Même une grotte est bruyante. On ne saura jamais ce qu’est l’obscurité tant qu’on n’est pas allé dans le fond d’une grotte, qu’on éteint les lumières, qu’on ouvre grand les yeux. Et rien. Pas une forme, pas une silhouette de roche à deviner. Aucune idée si au prochain pas le sol monte ou descend, si le plafond est à trois centimètres ou dix mètres. Il ne reste que les sons à interpréter. La résonance des pas, l’écho de la voix. Les gouttes d’eau qui tombent, le battement d’ailes d’une chauve souris.

J’ai eu la chance de grandir dans un paysage sonore très riche. Pour appeler quelqu’un, c’était d’abord le bruit d’une roulette. Je devais alors grimper pour atteindre le téléphone. Quand je sus lire les numéros c’était déjà le temps des pitons. Appeler quelqu’un c’était enfoncer et lâcher, avec l’index. Quand j’eus en tête des dizaines de numéros, on le faisait le pouce car on pouvait tenir le téléphone dans la main. Les bruits devenaient électroniques. Puis appeler quelqu’un ne fit plus de bruit.

tourne disque

Écouter une histoire, c’était entendre le claquement du boîtier de la cassette, puis un moteur, et un souffle qui faisait tourner le mécanisme. Aujourd’hui la plupart de nos gestes consiste à appuyer sur un écran tactile. Lire, regarder un film, écrire un mail, parler avec quelqu’un, regarder la météo, enregistrer sa voix, prendre une photo. Tout passe par le même geste : la glissade lisse et silencieuce des pouces.

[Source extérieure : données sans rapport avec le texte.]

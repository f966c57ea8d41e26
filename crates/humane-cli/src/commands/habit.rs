//! Habit management commands for CLI.

use clap::Subcommand;
use humane_core::{seed_defaults, Category, HabitPatch, HabitStore, NewHabit};
use uuid::Uuid;

use super::{CmdResult, Session};

#[derive(Subcommand)]
pub enum HabitAction {
    /// Create a new habit
    Add {
        /// Habit name
        name: String,
        /// Category: mobility, connection, balance, joy or strength
        #[arg(long)]
        category: Category,
        /// Days per week to aim for (1-7)
        #[arg(long, default_value = "3")]
        target: u8,
        /// Parent habit ID
        #[arg(long)]
        parent: Option<String>,
        /// Creation nonce; repeating a create with the same nonce is a no-op
        #[arg(long)]
        nonce: Option<String>,
    },
    /// List habits of the current user
    List {
        /// Print as JSON
        #[arg(long)]
        json: bool,
    },
    /// Update a habit
    Update {
        /// Habit ID
        id: String,
        /// New name
        #[arg(long)]
        name: Option<String>,
        /// New category
        #[arg(long)]
        category: Option<Category>,
        /// New weekly target
        #[arg(long)]
        target: Option<u8>,
        /// New parent habit ID
        #[arg(long, conflicts_with = "clear_parent")]
        parent: Option<String>,
        /// Remove the parent link
        #[arg(long)]
        clear_parent: bool,
    },
    /// Delete a habit and its entries
    Rm {
        /// Habit ID
        id: String,
    },
    /// Create the default habit set if the current user has none
    Seed,
}

pub fn run(action: HabitAction) -> CmdResult {
    let session = Session::open()?;
    let user_id = session.user_id().to_string();

    match action {
        HabitAction::Add {
            name,
            category,
            target,
            parent,
            nonce,
        } => {
            if let Some(parent) = &parent {
                session.habit(parent)?;
            }
            let mut new = NewHabit::new(&user_id, name, category, target)
                .with_nonce(nonce.unwrap_or_else(|| Uuid::new_v4().to_string()));
            if let Some(parent) = parent {
                new = new.with_parent(parent);
            }
            let id = session.store.create(new)?;
            let habit = session.habit(&id)?;
            println!("Habit created: {id}");
            println!("{}", serde_json::to_string_pretty(&habit)?);
        }
        HabitAction::List { json } => {
            let habits = session.store.get_by_user_id(&user_id)?;
            if json {
                println!("{}", serde_json::to_string_pretty(&habits)?);
            } else if habits.is_empty() {
                println!("No habits yet. Add one with `humane habit add` or run `humane habit seed`.");
            } else {
                for habit in &habits {
                    println!(
                        "{}  {:<10}  {}/week  {}",
                        habit.id,
                        habit.category.as_str(),
                        habit.target_per_week,
                        habit.name
                    );
                }
            }
        }
        HabitAction::Update {
            id,
            name,
            category,
            target,
            parent,
            clear_parent,
        } => {
            session.habit(&id)?;
            if let Some(parent) = &parent {
                if parent == &id {
                    return Err("a habit cannot be its own parent".into());
                }
                session.habit(parent)?;
            }
            let patch = HabitPatch {
                name,
                category,
                target_per_week: target,
                parent_id: if clear_parent { Some(None) } else { parent.map(Some) },
            };
            if patch.is_empty() {
                return Err("nothing to update".into());
            }
            session.store.update(&id, &patch)?;
            println!("Habit updated:");
            println!("{}", serde_json::to_string_pretty(&session.habit(&id)?)?);
        }
        HabitAction::Rm { id } => {
            session.habit(&id)?;
            let removed = session.store.delete_habit_with_entries(&id)?;
            println!("Habit deleted: {id} ({removed} entries removed)");
        }
        HabitAction::Seed => {
            let created = seed_defaults(&session.store, &user_id)?;
            if created == 0 {
                println!("Habits already exist; nothing seeded");
            } else {
                println!("Seeded {created} habits");
            }
        }
    }
    Ok(())
}
use pos_server::{Config, Server, ServerState, init_logger_with_file, print_banner};

#[tokio::main]
async fn main() -> anyhow::Result<()> {
    // 1. Environment (dotenv before config so .env values are visible)
    dotenv::dotenv().ok();

    // 2. Load config
    let config = Config::from_env();

    // 3. Logging (file output in the work dir once it exists)
    config.ensure_work_dir_structure()?;
    let log_dir = config.logs_dir();
    init_logger_with_file(
        std::env::var("LOG_LEVEL").ok().as_deref(),
        log_dir.to_str(),
    );

    print_banner();
    tracing::info!("Lotus POS server starting...");

    // 4. Initialize server state (database, migrations)
    let state = ServerState::initialize(&config).await?;

    // 5. Run the HTTP server until shutdown
    let server = Server::with_state(config, state);
    if let Err(e) = server.run().await {
        tracing::error!("Server error: {}", e);
        return Err(e.into());
    }

    Ok(())
}
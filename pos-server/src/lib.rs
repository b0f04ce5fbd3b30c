//! Lotus POS Server - restaurant point-of-sale backend
//!
//! # Architecture overview
//!
//! REST backend for the ordering kiosk and the manager dashboard. The
//! order ledger, daily-report table and inventory table live in embedded
//! SQLite; all cross-request state is in the database, handlers hold no
//! in-process mutable state.
//!
//! # Module structure
//!
//! ```text
//! pos-server/src/
//! ├── core/          # Config, state, server
//! ├── api/           # HTTP routes and handlers
//! ├── db/            # SQLite pool and repositories
//! ├── reporting/     # Daily sales reconciliation engine (X/Z reports)
//! └── utils/         # Errors, time, logging, validation
//! ```

pub mod api;
pub mod core;
pub mod db;
pub mod reporting;
pub mod utils;

// Re-export common types
pub use crate::core::{Config, Server, ServerState};
pub use utils::{AppError, AppResult};

// Re-export logger functions
pub use utils::logger::{init_logger, init_logger_with_file};

/// Startup banner
pub fn print_banner() {
    println!(
        r#"
    __    ____  ________  _______
   / /   / __ \/_  __/ / / / ___/
  / /   / / / / / / / / / /\__ \
 / /___/ /_/ / / / / /_/ /___/ /
/_____/\____/ /_/  \____//____/   POS
    "#
    );
}
//! Core module - server configuration, state and errors
//!
//! # Structure
//!
//! - [`Config`] - server configuration
//! - [`ServerState`] - shared handler state
//! - [`Server`] - HTTP server
//! - [`ServerError`] - lifecycle errors

pub mod config;
pub mod error;
pub mod server;
pub mod state;

pub use config::Config;
pub use error::{Result, ServerError};
pub use server::Server;
pub use state::ServerState;
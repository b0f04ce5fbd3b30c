//! Daily Report Model (end-of-day settlement)

use serde::{Deserialize, Serialize};

/// Daily report - one row per business date.
///
/// `closed` is the Z-Report flag: once set, `closed_at`, `total_orders`
/// and `total_sales` are a frozen snapshot of the ledger at closing time
/// and never change again. The only way back to an open day is the
/// administrative reset, which deletes the row.
#[derive(Debug, Clone, Serialize, Deserialize)]
#[cfg_attr(feature = "db", derive(sqlx::FromRow))]
pub struct DailyReport {
    pub id: i64,
    /// Business date (YYYY-MM-DD format, natural key)
    pub business_date: String,
    /// Has the Z-Report been run for this date
    pub closed: bool,
    /// When the day was closed (Unix millis, set exactly once)
    pub closed_at: Option<i64>,
    /// Order count as of closing (frozen)
    pub total_orders: i64,
    /// Sales total as of closing (frozen)
    pub total_sales: f64,
    pub created_at: i64,
}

Suis-je en train d’entretenir la nostalgie de ce qui n’est plus ? Dans la nostalgie, c’est le passé qu’on recherche à travers des objets disparus. Mais il arrive qu’on se tourne vers le passé pour y chercher une autre manière d’habiter le présent. Quand un geste a un son, un toucher particulier, il incarne le moment présent, il l’imprime dans le vécu du corps. La généralisation des couteaux-suisses numériques tactiles a considérablement réduit le spectre de nos expériences sensorielles. Cultiver la diversité de notre paysage sonore c’est nous aménager des espaces parenthèses où, le temps d’une ballade en forêt, le temps d’un appel téléphonique, le temps d’un morceau de musique, nous retrouvons toute l’ampleur de ce qu’est habiter le monde.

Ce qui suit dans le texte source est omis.